▶ _What you have to do_
Your answer should repeat every line of the records below in which the word "SchemaChange" appears.
Input Block Start
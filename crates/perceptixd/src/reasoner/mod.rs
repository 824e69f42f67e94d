//! Hypothesis generation and auxiliary reasoning stages.
//!
//! The reasoner drives every provider interaction in the cycle: triage, root
//! cause analysis, plan refinement, policy suggestion and remediation risk
//! assessment. All calls go through the shared [`LlmRuntime`], so they share
//! one response cache and the per-cycle budget. Every stage carries a
//! deterministic fallback, which means a dead provider degrades the cycle
//! instead of aborting it.

pub mod client;
pub mod runtime;
pub mod session;

pub use client::LlmClient;
pub use runtime::{CallMeta, LlmRuntime};
pub use session::{ReasoningBudget, ReasoningSession};

use perceptix_common::models::{
    IncidentReport, InvestigationStep, ObservationPackage, ReasoningOutput, ReasoningResult,
    SystemMode, SystemState,
};
use perceptix_common::{PerceptixConfig, PerceptixError};
use serde_json::{json, Value};
use std::sync::Arc;
use std::time::Instant;
use tracing::{debug, info, warn};

const COMPONENT_ID: &str = "reasoner";

pub struct Reasoner {
    config: PerceptixConfig,
    runtime: Arc<LlmRuntime>,
}
//! Core data model for the incident lifecycle.
//!
//! Every structure that crosses a component boundary lives here: observation
//! snapshots coming in from connectors, the reasoning output (hypotheses and
//! investigation plans), evidence collected by the investigator, and the
//! immutable incident report produced by the verifier. Wire names use
//! SCREAMING_SNAKE_CASE for enums to stay compatible with stored incidents.

use crate::error::ModelError;
use chrono::{DateTime, Utc};
use serde::{Deserialize, Serialize};
use std::collections::{BTreeMap, HashMap};

// ============================================================================
// ENUMS
// ============================================================================

/// Incident classes detected by the system.
#[derive(Debug, Clone, Copy, PartialEq, Eq, Hash, Serialize, Deserialize)]
#[serde(rename_all = "SCREAMING_SNAKE_CASE")]
pub enum IncidentType {
    DataIntegrityFailure,
    RowCountDrop,
    SchemaChange,
    ApiLatencySpike,
    FreshnessViolation,
    DistributionDrift,
    UpstreamDelay,
    Unknown,
}

impl IncidentType {
    pub fn as_str(&self) -> &'static str {
        match self {
            IncidentType::DataIntegrityFailure => "DATA_INTEGRITY_FAILURE",
            IncidentType::RowCountDrop => "ROW_COUNT_DROP",
            IncidentType::SchemaChange => "SCHEMA_CHANGE",
            IncidentType::ApiLatencySpike => "API_LATENCY_SPIKE",
            IncidentType::FreshnessViolation => "FRESHNESS_VIOLATION",
            IncidentType::DistributionDrift => "DISTRIBUTION_DRIFT",
            IncidentType::UpstreamDelay => "UPSTREAM_DELAY",
            IncidentType::Unknown => "UNKNOWN",
        }
    }
}

impl std::fmt::Display for IncidentType {
    fn fmt(&self, f: &mut std::fmt::Formatter<'_>) -> std::fmt::Result {
        f.write_str(self.as_str())
    }
}

/// Outcome of hypothesis verification.
#[derive(Debug, Clone, Copy, PartialEq, Eq, Serialize, Deserialize)]
#[serde(rename_all = "SCREAMING_SNAKE_CASE")]
pub enum VerificationStatus {
    Confirmed,
    WeakEvidence,
    Unverified,
    Rejected,
}

impl VerificationStatus {
    pub fn as_str(&self) -> &'static str {
        match self {
            VerificationStatus::Confirmed => "CONFIRMED",
            VerificationStatus::WeakEvidence => "WEAK_EVIDENCE",
            VerificationStatus::Unverified => "UNVERIFIED",
            VerificationStatus::Rejected => "REJECTED",
        }
    }
}

impl std::fmt::Display for VerificationStatus {
    fn fmt(&self, f: &mut std::fmt::Formatter<'_>) -> std::fmt::Result {
        f.write_str(self.as_str())
    }
}

/// Incident severity levels.
#[derive(Debug, Clone, Copy, PartialEq, Eq, PartialOrd, Ord, Serialize, Deserialize)]
pub enum Criticality {
    P0,
    P1,
    P2,
    P3,
}

impl std::fmt::Display for Criticality {
    fn fmt(&self, f: &mut std::fmt::Formatter<'_>) -> std::fmt::Result {
        match self {
            Criticality::P0 => f.write_str("P0"),
            Criticality::P1 => f.write_str("P1"),
            Criticality::P2 => f.write_str("P2"),
            Criticality::P3 => f.write_str("P3"),
        }
    }
}

/// Operating modes for the system.
#[derive(Debug, Clone, Copy, PartialEq, Eq, Serialize, Deserialize)]
#[serde(rename_all = "SCREAMING_SNAKE_CASE")]
pub enum SystemMode {
    Production,
    Demo,
    Mock,
}

// ============================================================================
// OBSERVER MODELS
// ============================================================================

/// Metrics for a single table.
#[derive(Debug, Clone, Serialize, Deserialize)]
pub struct TableMetric {
    pub row_count: u64,
    /// Minutes since last data update.
    pub freshness_minutes: u64,
    /// Null rates per column, each in [0, 1].
    pub null_rates: HashMap<String, f64>,
    #[serde(default, skip_serializing_if = "Option::is_none")]
    pub last_updated: Option<String>,
}

impl TableMetric {
    pub fn validate(&self) -> Result<(), ModelError> {
        for (column, rate) in &self.null_rates {
            if !(0.0..=1.0).contains(rate) {
                return Err(ModelError::NullRateOutOfRange {
                    column: column.clone(),
                    rate: *rate,
                });
            }
        }
        Ok(())
    }
}

/// Seven-day historical baseline for a table.
#[derive(Debug, Clone, Serialize, Deserialize)]
pub struct HistoricalBaseline {
    pub avg_daily_rows: u64,
    pub avg_attribution_null_rate: f64,
}

/// Git commit information surfaced by the observer.
#[derive(Debug, Clone, Serialize, Deserialize)]
pub struct CodeCommit {
    pub repo: String,
    pub author: String,
    pub message: String,
    /// RFC 3339 timestamp.
    pub timestamp: String,
    #[serde(default)]
    pub files_changed: Vec<String>,
}

/// Orchestration/observability signal ingested from pipeline webhooks.
#[derive(Debug, Clone, Serialize, Deserialize)]
pub struct PipelineEvent {
    pub pipeline: String,
    #[serde(default)]
    pub status: String,
    #[serde(default)]
    pub severity: String,
    #[serde(default, skip_serializing_if = "Option::is_none")]
    pub timestamp: Option<String>,
}

impl PipelineEvent {
    /// True when the event signals a failed run or a high-severity condition.
    pub fn is_failure_signal(&self) -> bool {
        let status = self.status.to_ascii_uppercase();
        let severity = self.severity.to_ascii_uppercase();
        matches!(status.as_str(), "FAILED" | "FAILURE" | "ERROR")
            || matches!(severity.as_str(), "HIGH" | "CRITICAL" | "P0" | "P1")
    }
}

/// Service-level agreement for a table.
#[derive(Debug, Clone, Serialize, Deserialize)]
pub struct SlaDefinition {
    pub max_staleness_minutes: u64,
    pub criticality: Criticality,
    pub stakeholders: Vec<String>,
}

/// Historical alert record.
#[derive(Debug, Clone, Serialize, Deserialize)]
pub struct AlertHistoryEntry {
    pub timestamp: String,
    pub alert_type: String,
    pub table: String,
    pub resolution: String,
    #[serde(default)]
    pub notes: String,
}

/// System metadata attached to every snapshot.
#[derive(Debug, Clone, Serialize, Deserialize)]
pub struct SystemMetadata {
    pub domain: String,
    pub environment: String,
    pub timestamp: String,
}

/// Complete system state snapshot.
#[derive(Debug, Clone, Serialize, Deserialize)]
pub struct SystemState {
    pub metadata: SystemMetadata,
    pub table_metrics: BTreeMap<String, TableMetric>,
    #[serde(default)]
    pub dependency_map: BTreeMap<String, Vec<String>>,
    #[serde(default)]
    pub historical_baseline_7d: BTreeMap<String, HistoricalBaseline>,
    #[serde(default)]
    pub pipeline_events: Vec<PipelineEvent>,
    #[serde(default)]
    pub recent_code_commits: Vec<CodeCommit>,
    #[serde(default)]
    pub alert_history: Vec<AlertHistoryEntry>,
    #[serde(default)]
    pub sla_definitions: BTreeMap<String, SlaDefinition>,
}
#[cfg(test)]
mod tests {
    use super::*;
    use tempfile::TempDir;

    #[test]
    fn test_unknown_action_fails_cleanly() {
        let registry = ActionRegistry::with_builtin_actions();
        let result = registry.execute_action("format_disk", &json!({}));
        assert_eq!(result.status, ActionStatus::Failed);
        assert!(result.message.contains("not registered"));
    }

    #[test]
    fn test_backup_and_rollback() {
        let dir = TempDir::new().unwrap();
        let source = dir.path().join("config.yaml");
        std::fs::write(&source, "key: value\n").unwrap();
        let dest = dir.path().join("backups");

        let result = BackupFileAction.execute(&json!({
            "file": source.display().to_string(),
            "destination": dest.display().to_string(),
        }));
        assert_eq!(result.status, ActionStatus::Success);
        let rollback_data = result.rollback_data.unwrap();
        let backup_path = PathBuf::from(rollback_data["backup_path"].as_str().unwrap());
        assert!(backup_path.exists());

        let rb = BackupFileAction.rollback(&rollback_data);
        assert_eq!(rb.status, ActionStatus::Success);
        assert!(!backup_path.exists());
    }

    #[test]
    fn test_backup_missing_source_fails() {
        let result = BackupFileAction.execute(&json!({
            "file": "/nonexistent/config.yaml",
            "destination": "/tmp",
        }));
        assert_eq!(result.status, ActionStatus::Failed);
    }

    #[test]
    fn test_update_yaml_string_value_and_rollback() {
        let dir = TempDir::new().unwrap();
        let file = dir.path().join("etl.yaml");
        std::fs::write(
            &file,
            "mappings:\n  orders:\n    source_expected_key: tracking_pixel_id\n",
        )
        .unwrap();

        let result = UpdateYamlAction.execute(&json!({
            "file": file.display().to_string(),
            "path": "mappings.orders.source_expected_key",
            "changes": [{"old": "tracking_pixel_id", "new": "source_id"}],
        }));
        assert_eq!(result.status, ActionStatus::Success);
        let updated = std::fs::read_to_string(&file).unwrap();
        assert!(updated.contains("source_id"));
        assert!(!updated.contains("tracking_pixel_id"));

        let rb = UpdateYamlAction.rollback(&result.rollback_data.unwrap());
        assert_eq!(rb.status, ActionStatus::Success);
        let reverted = std::fs::read_to_string(&file).unwrap();
        assert!(reverted.contains("tracking_pixel_id"));
    }

    #[test]
    fn test_update_yaml_list_value() {
        let dir = TempDir::new().unwrap();
        let file = dir.path().join("etl.yaml");
        std::fs::write(&file, "columns:\n  - tracking_pixel_id\n  - order_id\n").unwrap();

        let result = UpdateYamlAction.execute(&json!({
            "file": file.display().to_string(),
            "path": "columns",
            "changes": [{"old": "tracking_pixel_id", "new": "source_id"}],
        }));
        assert_eq!(result.status, ActionStatus::Success);
        let updated = std::fs::read_to_string(&file).unwrap();
        assert!(updated.contains("source_id"));
        assert!(updated.contains("order_id"));
    }

    #[test]
    fn test_update_yaml_bad_path_fails() {
        let dir = TempDir::new().unwrap();
        let file = dir.path().join("etl.yaml");
        std::fs::write(&file, "a: 1\n").unwrap();
        let result = UpdateYamlAction.execute(&json!({
            "file": file.display().to_string(),
            "path": "missing.key",
            "changes": [{"old": "x", "new": "y"}],
        }));
        assert_eq!(result.status, ActionStatus::Failed);
    }

    #[test]
    fn test_slack_without_webhook_is_skipped() {
        let result = SendSlackMessageAction.execute(&json!({"message": "hi"}));
        assert_eq!(result.status, ActionStatus::Skipped);
    }

    #[test]
    fn test_git_revert_outside_repository_fails() {
        let dir = TempDir::new().unwrap();
        let result = GitRevertAction.execute(&json!({
            "commit": "abc1234",
            "repo": dir.path().display().to_string(),
        }));
        assert_eq!(result.status, ActionStatus::Failed);
        assert_eq!(result.error.as_deref(), Some("NotARepository"));
    }

    #[test]
    fn test_git_revert_requires_commit_param() {
        let result = GitRevertAction.execute(&json!({}));
        assert_eq!(result.status, ActionStatus::Failed);
        assert_eq!(result.error.as_deref(), Some("InvalidParams"));

        let rb = GitRevertAction.rollback(&Value::Null);
        assert_eq!(rb.status, ActionStatus::Skipped);
    }

    #[test]
    fn test_rerun_pipeline_without_endpoint_records_request() {
        let result = RerunPipelineAction.execute(&json!({
            "pipeline": "inventory_sync",
            "environment": "staging",
        }));
        assert_eq!(result.status, ActionStatus::Success);
        assert_eq!(result.details["pipeline"], "inventory_sync");
        assert_eq!(result.details["environment"], "staging");
        assert_eq!(
            RerunPipelineAction.rollback(&Value::Null).status,
            ActionStatus::Skipped
        );
    }

    #[test]
    fn test_rerun_pipeline_requires_pipeline_param() {
        let result = RerunPipelineAction.execute(&json!({"environment": "staging"}));
        assert_eq!(result.status, ActionStatus::Failed);
    }

    #[test]
    fn test_rerun_pipeline_ignores_unsubstituted_endpoint() {
        let result = RerunPipelineAction.execute(&json!({
            "pipeline": "inventory_sync",
            "endpoint": "{{scheduler_endpoint}}",
        }));
        // Placeholder endpoint means log-only, never an HTTP attempt.
        assert_eq!(result.status, ActionStatus::Success);
    }

    #[test]
    fn test_builtin_registry_includes_git_and_pipeline_actions() {
        let registry = ActionRegistry::with_builtin_actions();
        let names = registry.list();
        assert!(names.contains(&"git_revert".to_string()));
        assert!(names.contains(&"rerun_pipeline".to_string()));
    }

    #[test]
    fn test_log_message_succeeds() {
        let result = LogMessageAction.execute(&json!({"message": "remediation note"}));
        assert_eq!(result.status, ActionStatus::Success);
        assert_eq!(
            LogMessageAction.rollback(&Value::Null).status,
            ActionStatus::Skipped
        );
    }
}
Input Block End
▶ _Response for this exercise_
    SchemaChange,
            IncidentType::SchemaChange => "SCHEMA_CHANGE",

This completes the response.